The first printed information about the thermomineral waters of Dagestan belongs to the Russian doctor I. Lerikh, who visited Dagestan twice at the beginning of the 15th century. Following him, information about the groundwater of Dagestan is given in the works of S. G. Gmelin, G. V. Abikh, I. Berezin. A special impetus for the study of groundwater was given by the receipt of oil gushers in Berikey in 1894 and Kayakent in 1898. Following this, Dagestan was visited by such prominent geologists as N.I. Barbot-de-Marny, K.P. Lysenko, V.I. Meller, A. M. Konshin, A. A. Bulgakov, K. V. Kharichkov, I. N. Strizhov and others, whose works contain a number of interesting information and thoughts about the groundwater of Dagestan. However, all hydrogeological information before the 20s of the twentieth century. It is episodic and scattered in nature.

Fig 2. Basic integrated diagram of the use of geothermal waters

1 - production well; 2 - power generation; 3 - refrigeration processes; 4 - greenhouses; 5 - heat pump unit; 6 - industrial processes; 7 - sawmills; 8 - food production; 9 - dehydration; 10 - grain drying; 11 - livestock feed; 12 - central heating and hot water supply; 13 - soil heating and irrigation of farmland; 14 - fish farming; 15 - chemical production; 16 - balneotherapy and swimming pools; 17 - injection well

Research on a large scale began to be carried out only after the victory of the October Revolution.

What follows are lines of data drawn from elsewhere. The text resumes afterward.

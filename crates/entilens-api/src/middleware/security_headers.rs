//! Security headers middleware
//!
//! Adds security headers to every response. The web UI is served from the
//! same origin, uses inline `style` attributes for highlighted entities and
//! embeds charts as data URIs, so the content security policy allows exactly
//! that and nothing else.
//!
//! API responses carry the analyzed document text and must not be cached.
//!
//! Author: hephaex@gmail.com

use axum::{
    body::Body,
    extract::Request,
    http::{header, HeaderValue},
    middleware::Next,
    response::Response,
};

/// Content security policy for the UI and API
pub const CONTENT_SECURITY_POLICY: &str =
    "default-src 'self'; style-src 'self' 'unsafe-inline'; img-src 'self' data:";

/// Security headers middleware
///
/// Applied to every response, errors included. Paths under `/api/` are also
/// marked `no-store`.
pub async fn security_headers_middleware(request: Request<Body>, next: Next) -> Response {
    let is_api = request.uri().path().starts_with("/api/");
    let mut response = next.run(request).await;
    let headers = response.headers_mut();

    // Extraction results and exports stay out of browser and proxy caches
    if is_api {
        headers.insert(header::CACHE_CONTROL, HeaderValue::from_static("no-store"));
    }

    // Exports and highlighted HTML are served with their declared type only
    headers.insert(
        header::X_CONTENT_TYPE_OPTIONS,
        HeaderValue::from_static("nosniff"),
    );

    // The UI is never embedded in another page
    headers.insert(header::X_FRAME_OPTIONS, HeaderValue::from_static("DENY"));

    // Same-origin scripts, inline entity styles and data URI images
    headers.insert(
        header::CONTENT_SECURITY_POLICY,
        HeaderValue::from_static(CONTENT_SECURITY_POLICY),
    );

    // Send only the origin on cross-origin navigation
    headers.insert(
        header::REFERRER_POLICY,
        HeaderValue::from_static("strict-origin-when-cross-origin"),
    );

    // The UI needs no device access
    headers.insert(
        "permissions-policy",
        HeaderValue::from_static("geolocation=(), camera=(), microphone=()"),
    );

    response
}

#[cfg(test)]
mod tests {
    use super::*;
    use axum::{
        http::{Request, StatusCode},
        middleware,
        response::IntoResponse,
        routing::get,
        Router,
    };
    use tower::ServiceExt;

    async fn test_handler() -> impl IntoResponse {
        (StatusCode::OK, "test response")
    }

    #[tokio::test]
    async fn test_security_headers_added() {
        let app = Router::new()
            .route("/test", get(test_handler))
            .layer(middleware::from_fn(security_headers_middleware));

        let request = Request::builder().uri("/test").body(Body::empty()).unwrap();
        let response = app.oneshot(request).await.unwrap();

        assert_eq!(response.status(), StatusCode::OK);

        let headers = response.headers();
        assert_eq!(headers.get(header::X_CONTENT_TYPE_OPTIONS).unwrap(), "nosniff");
        assert_eq!(headers.get(header::X_FRAME_OPTIONS).unwrap(), "DENY");
        assert_eq!(
            headers.get(header::CONTENT_SECURITY_POLICY).unwrap(),
            CONTENT_SECURITY_POLICY
        );
        assert_eq!(
            headers.get(header::REFERRER_POLICY).unwrap(),
            "strict-origin-when-cross-origin"
        );
        assert_eq!(
            headers.get("permissions-policy").unwrap(),
            "geolocation=(), camera=(), microphone=()"
        );
    }

    #[tokio::test]
    async fn test_api_responses_not_cached() {
        let app = Router::new()
            .route("/api/v1/labels", get(test_handler))
            .route("/", get(test_handler))
            .layer(middleware::from_fn(security_headers_middleware));

        let request = Request::builder()
            .uri("/api/v1/labels")
            .body(Body::empty())
            .unwrap();
        let response = app.clone().oneshot(request).await.unwrap();
        assert_eq!(response.headers().get(header::CACHE_CONTROL).unwrap(), "no-store");

        let request = Request::builder().uri("/").body(Body::empty()).unwrap();
        let response = app.oneshot(request).await.unwrap();
        assert!(response.headers().get(header::CACHE_CONTROL).is_none());
    }

    #[tokio::test]
    async fn test_security_headers_on_error_response() {
        async fn error_handler() -> impl IntoResponse {
            (StatusCode::BAD_REQUEST, "error")
        }

        let app = Router::new()
            .route("/error", get(error_handler))
            .layer(middleware::from_fn(security_headers_middleware));

        let request = Request::builder().uri("/error").body(Body::empty()).unwrap();
        let response = app.oneshot(request).await.unwrap();

        assert_eq!(response.status(), StatusCode::BAD_REQUEST);
        assert!(response.headers().get(header::X_CONTENT_TYPE_OPTIONS).is_some());
        assert!(response.headers().get(header::CONTENT_SECURITY_POLICY).is_some());
    }
}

Much attention in these years has been paid to the study of mineral waters, medicinal mud and the development of resort construction on their basis. During this period, sources were studied that deserve special attention for their natural and balneological factors: Talginsky, Zuramakentsky, Kayakentsky, Istisu and brine iodine-bromine waters of the Berikeisky, Duzlaksky, Dagogninsky deposits, etc. With the release in 1963. Resolution of the Council of Ministers of the USSR "On the development of work on the use of the deep heat of the Earth in the national economy" in the city of Makhachkala, a qualitatively new stage in the development of geothermal resources begins.

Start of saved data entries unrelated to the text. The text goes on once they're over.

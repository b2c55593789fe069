//! Remote NER client
//!
//! Talks to a spaCy-compatible NER service over HTTP:
//!
//! - `POST {base}/ner` with `{"model": ..., "text": ...}` returns
//!   `{"ents": [{"start": .., "end": .., "label": .., "text": ..}]}`
//!   with character offsets
//! - `GET {base}/health` answers 2xx when the service is up
//!
//! Author: hephaex@gmail.com

use std::time::Duration;

use async_trait::async_trait;
use reqwest::{Client, StatusCode};
use serde::{Deserialize, Serialize};

use entilens_core::{slice_chars, EntilensError, EntityRecognizer, NerConfig, RawEntity, Result};

/// Hint shown when a model is not installed on the service
pub fn install_hint(model: &str) -> String {
    format!("Install with `python -m spacy download {model}`.")
}

#[derive(Debug, Serialize)]
struct NerRequest<'a> {
    model: &'a str,
    text: &'a str,
}

#[derive(Debug, Deserialize)]
struct NerResponse {
    ents: Vec<NerSpan>,
}

#[derive(Debug, Deserialize)]
struct NerSpan {
    start: usize,
    end: usize,
    label: String,
    #[serde(default)]
    text: Option<String>,
}

/// Recognizer backed by one model of a remote NER service
pub struct RemoteNer {
    client: Client,
    base_url: String,
    model: String,
}

impl RemoteNer {
    /// Create a client for `model` served at `base_url`
    pub fn new(base_url: impl Into<String>, model: impl Into<String>, timeout: Duration) -> Result<Self> {
        let client = Client::builder()
            .timeout(timeout)
            .build()
            .map_err(|e| EntilensError::ConfigError(format!("Failed to build HTTP client: {e}")))?;

        Ok(Self {
            client,
            base_url: base_url.into().trim_end_matches('/').to_string(),
            model: model.into(),
        })
    }

    /// Create from config
    pub fn from_config(config: &NerConfig, model: impl Into<String>) -> Result<Self> {
        let base_url = config
            .service_url
            .as_ref()
            .ok_or_else(|| EntilensError::ConfigError("NER service URL required".to_string()))?;

        Self::new(base_url.clone(), model, Duration::from_secs(config.timeout_secs))
    }

    pub fn base_url(&self) -> &str {
        &self.base_url
    }

    fn unavailable(&self, reason: impl Into<String>) -> EntilensError {
        EntilensError::ModelUnavailable {
            model: self.model.clone(),
            reason: reason.into(),
        }
    }

    /// Convert service spans, filling in text the service left out
    fn into_entities(&self, text: &str, spans: Vec<NerSpan>) -> Vec<RawEntity> {
        spans
            .into_iter()
            .filter_map(|span| {
                let surface = match span.text {
                    Some(surface) => surface,
                    None => match slice_chars(text, span.start, span.end) {
                        Some(surface) => surface.to_string(),
                        None => {
                            tracing::warn!(
                                model = %self.model,
                                start = span.start,
                                end = span.end,
                                "NER service returned a span outside the text"
                            );
                            return None;
                        }
                    },
                };
                Some(RawEntity::new(surface, span.start, span.end, span.label))
            })
            .collect()
    }
}

#[async_trait]
impl EntityRecognizer for RemoteNer {
    async fn recognize(&self, text: &str) -> Result<Vec<RawEntity>> {
        let request = NerRequest {
            model: &self.model,
            text,
        };

        let response = self
            .client
            .post(format!("{}/ner", self.base_url))
            .json(&request)
            .send()
            .await
            .map_err(|e| {
                if e.is_connect() || e.is_timeout() {
                    self.unavailable(format!("NER service unreachable: {e}"))
                } else {
                    EntilensError::RecognitionError(format!("Request failed: {e}"))
                }
            })?;

        let status = response.status();
        if status == StatusCode::NOT_FOUND {
            return Err(self.unavailable(install_hint(&self.model)));
        }
        if !status.is_success() {
            let error_text = response.text().await.unwrap_or_default();
            return Err(EntilensError::RecognitionError(format!(
                "NER service error ({status}): {error_text}"
            )));
        }

        let result: NerResponse = response
            .json()
            .await
            .map_err(|e| EntilensError::RecognitionError(format!("Failed to parse response: {e}")))?;

        tracing::debug!(model = %self.model, spans = result.ents.len(), "NER service responded");

        Ok(self.into_entities(text, result.ents))
    }

    fn model(&self) -> &str {
        &self.model
    }

    async fn is_available(&self) -> bool {
        match self.client.get(format!("{}/health", self.base_url)).send().await {
            Ok(response) => response.status().is_success(),
            Err(e) => {
                tracing::debug!(model = %self.model, error = %e, "NER service health check failed");
                false
            }
        }
    }
}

The new industrial stage of development of thermal waters aroused particularly high enthusiasm at first. This is explained by the fact that with the help of abandoned wells it was possible to sell thermal waters in significant quantities without significant costs. The volume of prospecting, exploration, drilling, repair and restoration work on gas and oil wells, as well as scientific research on predictive assessment of reserves, development of methods against corrosion and salt deposits, integrated use of thermal waters in heat and cold supply, balneology, etc., has increased sharply.

Introduction

In terms of thermal water reserves, Dagestan ranks first in the Russian Federation. Dagestan is a unique geothermal province of Russia. The large-scale development of geothermy here is facilitated by favorable geothermal and hydrogeological conditions of a large thermal aquifer basin of a multilayer type.

In terms of thermal intensity of the subsoil, the territory of Dagestan exceeds all known sedimentary basins of the CIS, with the exception of areas of modern volcanism.

Temperatures at depths of 3-6 km here are recorded at 140-210? C, which is 80-100? C higher than in Azerbaijan, Astrakhan and Rostov regions. In Dagestan, geothermal heat supply systems have been successfully operating for many years in the cities of Makhachkala, Kizlyar and Izberbash.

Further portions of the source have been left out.